Immediately after the attack, four lawyers were hired to defend de Oliveira. The versions given by them about the financing of the defense differ. The final report of the Federal Police, in the inquiry investigating the attack on Jair Bolsonaro, should indicate that Adélio Bispo de Oliveira acted alone in deciding to attack the presidential candidate in Juiz de Fora.

After listening to more than thirty people and breaking de Oliveira's financial, telephone and telematic confidentiality, federal delegate Rodrigo Morais and his team found no evidence that de Oliveira had acted at the behest of another person or group.

Preliminary PF investigations released on 18 October 2018, found de Oliveira's ties to the Primeiro Comando da Capital (PCC), one of Brazil's main criminal organizations, including his friendship with members of the faction and the client history of Adélio Bispo de Oliveira's lawyers, which includes defending PCC members. The lawyers denied any links with the group. Shortly before the second round of the elections, which took place on October 28, the defense lawyers' financial backer(s) stopped passing on the money.

On 14 June 2019, federal judge Bruno Savino handed down Adélio's sentence, converting his pre-trial detention into indefinite internment. According to Savino, the defendant's “lack of legal liability [due to mental illness or defect] was proven” and he was therefore “exempt from punishment.” As a result, he was sent to the Federal Maximum Security Penitentiary in Campo Grande, because transferring him to the prison system, according to the sentence, “would entail a concrete risk of death.” Savino also said that Adélio had shown that he still intended to assassinate Bolsonaro.

=== Recovery ===
The complexity of the surgery Bolsonaro underwent made it impossible for him to continue campaigning in the 2018 elections in the traditional way, due to the minimum recovery time of one to two months. Shortly after the surgery, Senator Magno Malta recorded a video of Bolsonaro in his hospital bed. Bolsonaro said that he had only felt a bump, but after he realized what had happened, “the pain was unbearable”. He also said that he had “prepared for a moment like this, because you run risks”. The candidate asked: “How can human beings be so evil? I've never hurt anyone".

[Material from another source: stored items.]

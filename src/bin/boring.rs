//! CLI client: talks to the daemon over the control socket, spawning it via
//! the ensure-running bootstrap if nothing is listening yet.

use clap::{Parser, Subcommand};
use tracing_subscriber::{layer::SubscriberExt, util::SubscriberInitExt, EnvFilter};

use boring_tunnel::daemon::client;
use boring_tunnel::daemon::protocol::Request;
use boring_tunnel::model::{TunnelDesc, TunnelMode};

#[derive(Parser)]
#[command(name = "boring", about = "Open, close and list SSH tunnels through the boring-tunnel daemon")]
struct Cli {
    #[command(subcommand)]
    command: Command,
}

#[derive(Subcommand)]
enum Command {
    /// Open a named tunnel.
    Open {
        /// Unique name for this tunnel.
        name: String,
        /// Host alias (from ~/.ssh/config) or literal hostname.
        host: String,
        #[arg(long, value_enum, default_value = "local")]
        mode: ModeArg,
        /// Local endpoint: `[host:]port` for `local`/`socks`, or the dial
        /// target for `remote`/`socks-remote`.
        #[arg(long)]
        local: Option<String>,
        /// Remote endpoint: bind spec for `remote`/`socks-remote`, or the
        /// dial target for `local`.
        #[arg(long)]
        remote: Option<String>,
        #[arg(long)]
        user: Option<String>,
        #[arg(long)]
        identity: Option<String>,
    },
    /// Close a named tunnel.
    Close { name: String },
    /// List every tunnel the daemon currently knows about.
    List,
}

#[derive(Clone, clap::ValueEnum)]
enum ModeArg {
    Local,
    Remote,
    Socks,
    SocksRemote,
}

impl From<ModeArg> for TunnelMode {
    fn from(m: ModeArg) -> Self {
        match m {
            ModeArg::Local => TunnelMode::Local,
            ModeArg::Remote => TunnelMode::Remote,
            ModeArg::Socks => TunnelMode::Socks,
            ModeArg::SocksRemote => TunnelMode::SocksRemote,
        }
    }
}

fn init_logging() {
    tracing_subscriber::registry()
        .with(EnvFilter::try_from_default_env().unwrap_or_else(|_| EnvFilter::new("warn")))
        .with(tracing_subscriber::fmt::layer())
        .init();
}

#[tokio::main]
async fn main() -> std::process::ExitCode {
    init_logging();
    let cli = Cli::parse();

    let request = match cli.command {
        Command::Open { name, host, mode, local, remote, user, identity } => Request::Open {
            tunnel: TunnelDesc {
                name,
                mode: mode.into(),
                local,
                remote,
                host,
                user,
                identity,
            },
        },
        Command::Close { name } => Request::Close { name },
        Command::List => Request::List,
    };

    match client::request(request).await {
        Ok(response) if response.success => {
            if !response.tunnels.is_empty() {
                print_tunnels(&response.tunnels);
            } else {
                println!("ok");
            }
            std::process::ExitCode::SUCCESS
        }
        Ok(response) => {
            eprintln!("error: {}", response.error);
            std::process::ExitCode::FAILURE
        }
        Err(e) => {
            eprintln!("error: {e}");
            std::process::ExitCode::FAILURE
        }
    }
}

fn print_tunnels(tunnels: &std::collections::HashMap<String, boring_tunnel::forwarding::TunnelSummary>) {
    let mut names: Vec<&String> = tunnels.keys().collect();
    names.sort();
    for name in names {
        let summary = &tunnels[name];
        println!(
            "{:<20} {:<14} {:<10?} {}",
            summary.name, summary.bound_addr, summary.mode, state_label(summary.state)
        );
    }
}

fn state_label(state: boring_tunnel::model::TunnelState) -> &'static str {
    use boring_tunnel::model::TunnelState::*;
    match state {
        Pending => "pending",
        Connecting => "connecting",
        Open => "open",
        Closing => "closing",
        Closed => "closed",
        Failed => "failed",
    }
}
//! Crate-wide error taxonomy.
//!
//! Every error that crosses a component boundary becomes one of these six
//! variants. Recovery policy lives with the caller: only `Peer` and missing
//! optional files (known-hosts, default identities) are ever absorbed locally;
//! everything else propagates to the Open/Close caller verbatim.

use thiserror::Error;

#[derive(Error, Debug)]
pub enum ManagerError {
    /// Unparseable SSH config value, unsupported `StrictHostKeyChecking`, jump
    /// syntax error, or hop validation failure.
    #[error("config error: {0}")]
    Config(String),

    /// No usable signers, or every signer was rejected by the server.
    #[error("auth error: {0}")]
    Auth(String),

    /// TCP dial failure, SSH handshake timeout, or a lost session.
    #[error("network error: {0}")]
    Network(String),

    /// No acceptable host-key algorithm intersection, or the verifier
    /// rejected the presented key.
    #[error("host key error: {0}")]
    HostKey(String),

    /// A malformed control-plane frame. The connection is closed; the
    /// daemon itself stays up.
    #[error("protocol error: {0}")]
    Protocol(String),

    /// Per-connection failure inside a running tunnel. Logged, the pump
    /// pair is torn down, the tunnel itself is unaffected.
    #[error("peer error: {0}")]
    Peer(String),
}

impl ManagerError {
    pub fn config(alias: &str, cause: impl std::fmt::Display) -> Self {
        Self::Config(format!("{alias}: {cause}"))
    }

    pub fn auth(alias: &str, cause: impl std::fmt::Display) -> Self {
        Self::Auth(format!("{alias}: {cause}"))
    }

    pub fn network(alias: &str, cause: impl std::fmt::Display) -> Self {
        Self::Network(format!("{alias}: {cause}"))
    }
}

pub type Result<T> = std::result::Result<T, ManagerError>;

According to sources at the Santa Casa in Juiz de Fora, Bolsonaro lost between forty and fifty percent of the blood in his body. "An adult man like him has between five and five and a half liters", they said. He needed four bags of blood during the transfusion. According to the doctor and director of the hospital, Bolsonaro was not hit in “a region with many larger vessels” due to a matter of centimeters. The attack injured the superior mesenteric vein, as well as the large and small intestines. On September 7, Bolsonaro was transferred to Albert Einstein Israelite Hospital at around 8:20 a.m. (BRT).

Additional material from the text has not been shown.